Records excerpted from a collection
//! Region configuration.

use crate::entry::DEFAULT_SHARDS;

/// Retries against cemented tombstones before a put logs a starvation warning.
pub const DEFAULT_RETRY_WARN_THRESHOLD: u32 = 64;

/// Maximum size for a single value (512 MB)
pub const DEFAULT_MAX_VALUE_SIZE: usize = 512 * 1024 * 1024;

/// Configuration for a [`LocalRegion`](crate::region::LocalRegion).
#[derive(Debug, Clone)]
pub struct RegionConfig {
    /// Region name, used in logs
    pub name: String,

    /// Number of table shards (default: 64)
    pub shards: usize,

    /// Tombstone retries within one put before a warning is logged (default: 64)
    pub retry_warn_threshold: u32,

    /// Largest value the codec accepts (default: 512 MB)
    pub max_value_size: usize,
}

impl Default for RegionConfig {
    fn default() -> Self {
        Self {
            name: "default".to_string(),
            shards: DEFAULT_SHARDS,
            retry_warn_threshold: DEFAULT_RETRY_WARN_THRESHOLD,
            max_value_size: DEFAULT_MAX_VALUE_SIZE,
        }
    }
}

impl RegionConfig {
    /// Default configuration with a custom name.
    pub fn named(name: impl Into<String>) -> Self {
        Self {
            name: name.into(),
            ..Default::default()
        }
    }
}
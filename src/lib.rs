//! # FlashRegion - Concurrent In-Memory Regions with Safe Put Admission
//!
//! FlashRegion is an in-memory key-value region written in Rust. Its core is
//! the put path: deciding whether a put may create a new entry, update an
//! existing one, or must be declined, while destroys and clears run
//! concurrently against the same keys.
//!
//! ## Features
//!
//! - **Create-only / update-only puts**: `putIfAbsent` and `replace` style
//!   semantics without a global lock
//! - **Conditional replace**: update only when the current value matches
//! - **Two-phase tombstones**: a destroyed slot is transitional, then cemented,
//!   then unmapped; creates step over cemented tombstones safely
//! - **Sharded storage**: 64 independent RwLocks by default
//! - **Commit hooks**: statistics, timestamps and listeners run under a shared
//!   modification lock that `clear` takes exclusively
//!
//! ## Architecture
//!
//! ```text
//! ┌─────────────────────────────────────────────────────────────────────────┐
//! │                              FlashRegion                                │
//! │                                                                         │
//! │  ┌─────────────┐    ┌─────────────┐    ┌─────────────┐                  │
//! │  │ PutRequest  │───>│  EntryEvent │───>│PutOperation │                  │
//! │  │  (flags)    │    │             │    │ (admission) │                  │
//! │  └─────────────┘    └─────────────┘    └──────┬──────┘                  │
//! │                                               │                         │
//! │                                               ▼                         │
//! │  ┌─────────────┐    ┌──────────────────────────────────────────────┐   │
//! │  │  Value      │    │            ShardedEntryTable                 │   │
//! │  │  Codec      │    │  ┌────────┐ ┌────────┐ ┌────────┐ ┌────────┐ │   │
//! │  │             │    │  │Shard 0 │ │Shard 1 │ │Shard 2 │ │...N    │ │   │
//! │  └─────────────┘    │  │RwLock  │ │RwLock  │ │RwLock  │ │shards  │ │   │
//! │                     │  └────────┘ └────────┘ └────────┘ └────────┘ │   │
//! │                     └──────────────────────────────────────────────┘   │
//! │                                               │                         │
//! │                                               ▼                         │
//! │                     ┌─────────────────────────────────────────────────┐ │
//! │                     │   LocalRegion commit hooks (part 2, part 3)     │ │
//! │                     │   under RegionModificationLock                  │ │
//! │                     └─────────────────────────────────────────────────┘ │
//! └─────────────────────────────────────────────────────────────────────────┘
//! ```
//!
//! ## Quick Start
//!
//! ```
//! use flashregion::region::{LocalRegion, PutRequest, RegionConfig};
//! use bytes::Bytes;
//!
//! let region = LocalRegion::new(RegionConfig::named("sessions"));
//! let key = Bytes::from("user:1");
//!
//! // putIfAbsent
//! let outcome = region.create(key.clone(), Bytes::from("alice")).unwrap();
//! assert!(outcome.is_created());
//!
//! // replace(key, expected, new)
//! let old = region
//!     .replace_if_equal(key.clone(), Bytes::from("alice"), Bytes::from("bob"))
//!     .unwrap();
//! assert_eq!(old, Some(Bytes::from("alice")));
//!
//! // Explicit request with several flags
//! let request = PutRequest::new(key.clone(), Bytes::from("carol"))
//!     .update_only()
//!     .require_old_value();
//! assert!(region.execute(request).unwrap().is_updated());
//! ```
//!
//! ## Module Overview
//!
//! - [`entry`]: Entry slots, their lifecycle, and the sharded table
//! - [`region`]: The put-admission protocol and the local region
//!
//! ## Design Highlights
//!
//! ### Slot Identity
//!
//! Puts never compare slots by key. A create succeeds only if the slot it
//! installed is the one now mapped, and tombstone cleanup removes a mapping
//! only if it still points at that exact slot.
//!
//! ### Serialize Before Mutate
//!
//! The value is serialized after the lookup admits the put and before any slot
//! is touched, so a put declined at lookup never pays for serialization and a
//! failing codec never leaves a partial entry behind. A create that then loses
//! the insert race has already serialized its value.
//!
//! ### Scoped Locking
//!
//! The commit phase holds the modification lock through a guard that is
//! released in `Drop`, so hook failures cannot leak the lock.

pub mod entry;
pub mod region;

// Re-export commonly used types for convenience
pub use entry::{EntrySlot, EntryTable, ShardedEntryTable, SlotState};
pub use region::{
    CacheListener, LocalRegion, PutError, PutOperation, PutOutcome, PutRequest, RegionConfig,
};

/// Version of FlashRegion
pub const VERSION: &str = env!("CARGO_PKG_VERSION");
//! Entry Slots
//!
//! An `EntrySlot` is the unit of storage for one key: the current value plus
//! its lifecycle token. Slots are shared as `Arc<EntrySlot>` so that "the same
//! slot" can be recognised across calls by handle identity (`Arc::ptr_eq`).
//!
//! ## Lifecycle
//!
//! ```text
//!   CREATE path                destroy path                  destroy path
//!  ─────────────> Live(value) ─────────────> Transitional ─────────────> Cemented
//!                   │    ▲                  (mid-destroy)             (tombstone, safe
//!                   └────┘                                             to supersede)
//!                UPDATE path
//!              (value only, same
//!               slot identity)
//! ```
//!
//! Transitions are one-way. A cemented tombstone is never revived; a new
//! create supersedes it by installing a different slot under the same key.

use bytes::Bytes;
use parking_lot::RwLock;
use std::sync::atomic::{AtomicU64, Ordering};
use std::time::Instant;

/// The value and lifecycle token of a slot, as one closed enum.
#[derive(Debug, Clone, PartialEq, Eq)]
pub enum SlotState {
    /// The slot holds a live value.
    Live(Bytes),
    /// The slot is mid-destroy (REMOVED_PHASE1). Not yet safe to supersede.
    TombstoneTransitional,
    /// The slot is a cemented tombstone (REMOVED_PHASE2). Safe to supersede.
    TombstoneCemented,
}

impl SlotState {
    /// Returns true for either tombstone phase.
    #[inline]
    pub fn is_removed(&self) -> bool {
        !matches!(self, SlotState::Live(_))
    }
}

/// Why an in-place compare-and-set on a slot was refused.
#[derive(Debug, Clone, Copy, PartialEq, Eq)]
pub enum SlotConflict {
    /// The slot was destroyed after it was looked up.
    Removed,
    /// The current value differs from the expected one.
    ValueMismatch,
}

/// The stored key/value unit for one key.
#[derive(Debug)]
pub struct EntrySlot {
    /// The key this slot was created for
    key: Bytes,
    /// Value and lifecycle token
    state: RwLock<SlotState>,
    /// When this slot was created
    created_at: Instant,
    /// Milliseconds since the epoch, stamped by the commit phase
    last_modified: AtomicU64,
    /// Number of in-place updates applied to this slot
    version: AtomicU64,
}

impl EntrySlot {
    /// Creates a new live slot.
    pub fn new(key: Bytes, value: Bytes) -> Self {
        Self {
            key,
            state: RwLock::new(SlotState::Live(value)),
            created_at: Instant::now(),
            last_modified: AtomicU64::new(0),
            version: AtomicU64::new(0),
        }
    }

    /// Returns the key of this slot.
    #[inline]
    pub fn key(&self) -> &Bytes {
        &self.key
    }

    /// Returns a snapshot of the current state.
    ///
    /// Cloning the state only bumps the reference count of the value.
    pub fn state(&self) -> SlotState {
        self.state.read().clone()
    }

    /// Returns the live value, or `None` for a tombstone.
    pub fn value(&self) -> Option<Bytes> {
        match &*self.state.read() {
            SlotState::Live(value) => Some(value.clone()),
            _ => None,
        }
    }

    #[inline]
    pub fn is_live(&self) -> bool {
        !self.state.read().is_removed()
    }

    #[inline]
    pub fn is_removed(&self) -> bool {
        self.state.read().is_removed()
    }

    #[inline]
    pub fn is_removed_phase2(&self) -> bool {
        matches!(*self.state.read(), SlotState::TombstoneCemented)
    }

    pub fn created_at(&self) -> Instant {
        self.created_at
    }

    pub fn last_modified(&self) -> u64 {
        self.last_modified.load(Ordering::Acquire)
    }

    pub fn set_last_modified(&self, millis: u64) {
        self.last_modified.store(millis, Ordering::Release);
    }

    /// Returns how many in-place updates this slot has seen.
    pub fn version(&self) -> u64 {
        self.version.load(Ordering::Acquire)
    }

    /// Atomically replaces the live value, returning the previous one.
    ///
    /// When `expected` is given the swap only happens if the current value is
    /// byte-equal to it. A tombstoned slot is never written.
    pub fn compare_and_set(
        &self,
        expected: Option<&Bytes>,
        new_value: Bytes,
    ) -> Result<Bytes, SlotConflict> {
        let mut state = self.state.write();

        let current = match &mut *state {
            SlotState::Live(current) => current,
            SlotState::TombstoneTransitional | SlotState::TombstoneCemented => {
                return Err(SlotConflict::Removed);
            }
        };

        if let Some(expected) = expected {
            if *current != *expected {
                return Err(SlotConflict::ValueMismatch);
            }
        }

        let old = std::mem::replace(current, new_value);
        self.version.fetch_add(1, Ordering::AcqRel);
        Ok(old)
    }

    /// Starts a destroy: Live -> Transitional.
    ///
    /// Returns the value the slot held, or `None` if the slot was already
    /// being destroyed.
    pub fn mark_removed_phase1(&self) -> Option<Bytes> {
        let mut state = self.state.write();
        match std::mem::replace(&mut *state, SlotState::TombstoneTransitional) {
            SlotState::Live(value) => Some(value),
            other => {
                *state = other;
                None
            }
        }
    }

    /// Starts a destroy only if the slot has never been updated in place.
    ///
    /// Returns false, leaving the slot alone, if it is not live or if an
    /// update has already been applied to it.
    pub fn mark_removed_phase1_if_unmodified(&self) -> bool {
        let mut state = self.state.write();
        if state.is_removed() || self.version.load(Ordering::Acquire) != 0 {
            return false;
        }
        *state = SlotState::TombstoneTransitional;
        true
    }

    /// Cements a destroy: Transitional -> Cemented.
    ///
    /// Returns false if the slot was not in the transitional phase.
    pub fn mark_removed_phase2(&self) -> bool {
        let mut state = self.state.write();
        if *state == SlotState::TombstoneTransitional {
            *state = SlotState::TombstoneCemented;
            true
        } else {
            false
        }
    }
}
//! Region statistics.

use std::sync::atomic::{AtomicU64, Ordering};

/// Counters updated by the put path and the region.
///
/// All counters use relaxed ordering; values are approximate under load.
#[derive(Debug, Default)]
pub struct CachePerfStats {
    puts: AtomicU64,
    creates: AtomicU64,
    updates: AtomicU64,
    retries: AtomicU64,
    clear_conflicts: AtomicU64,
    destroys: AtomicU64,
    clears: AtomicU64,
}

impl CachePerfStats {
    pub fn new() -> Self {
        Self::default()
    }

    pub fn inc_puts(&self) {
        self.puts.fetch_add(1, Ordering::Relaxed);
    }

    pub fn inc_creates(&self) {
        self.creates.fetch_add(1, Ordering::Relaxed);
    }

    pub fn inc_updates(&self) {
        self.updates.fetch_add(1, Ordering::Relaxed);
    }

    /// A create ran into a cemented tombstone and had to retry.
    pub fn inc_retries(&self) {
        self.retries.fetch_add(1, Ordering::Relaxed);
    }

    /// A put committed after the table was cleared underneath it.
    pub fn inc_clear_conflicts(&self) {
        self.clear_conflicts.fetch_add(1, Ordering::Relaxed);
    }

    pub fn inc_destroys(&self) {
        self.destroys.fetch_add(1, Ordering::Relaxed);
    }

    pub fn inc_clears(&self) {
        self.clears.fetch_add(1, Ordering::Relaxed);
    }

    /// Returns a point-in-time copy of every counter.
    pub fn snapshot(&self) -> PerfStats {
        PerfStats {
            puts: self.puts.load(Ordering::Relaxed),
            creates: self.creates.load(Ordering::Relaxed),
            updates: self.updates.load(Ordering::Relaxed),
            retries: self.retries.load(Ordering::Relaxed),
            clear_conflicts: self.clear_conflicts.load(Ordering::Relaxed),
            destroys: self.destroys.load(Ordering::Relaxed),
            clears: self.clears.load(Ordering::Relaxed),
        }
    }
}

/// Region statistics.
#[derive(Debug, Clone, Copy, Default, PartialEq, Eq)]
pub struct PerfStats {
    /// Committed puts (creates + updates)
    pub puts: u64,
    /// Puts that installed a new entry
    pub creates: u64,
    /// Puts that updated an entry in place
    pub updates: u64,
    /// Create retries caused by cemented tombstones
    pub retries: u64,
    /// Puts that observed a concurrent clear
    pub clear_conflicts: u64,
    /// Completed destroys
    pub destroys: u64,
    /// Region clears
    pub clears: u64,
}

**Work to complete:**
Copy out each line of the records where the string "statistics" appears.

**Response:**
//! - **Commit hooks**: statistics, timestamps and listeners run under a shared
//! Region statistics.
/// Region statistics.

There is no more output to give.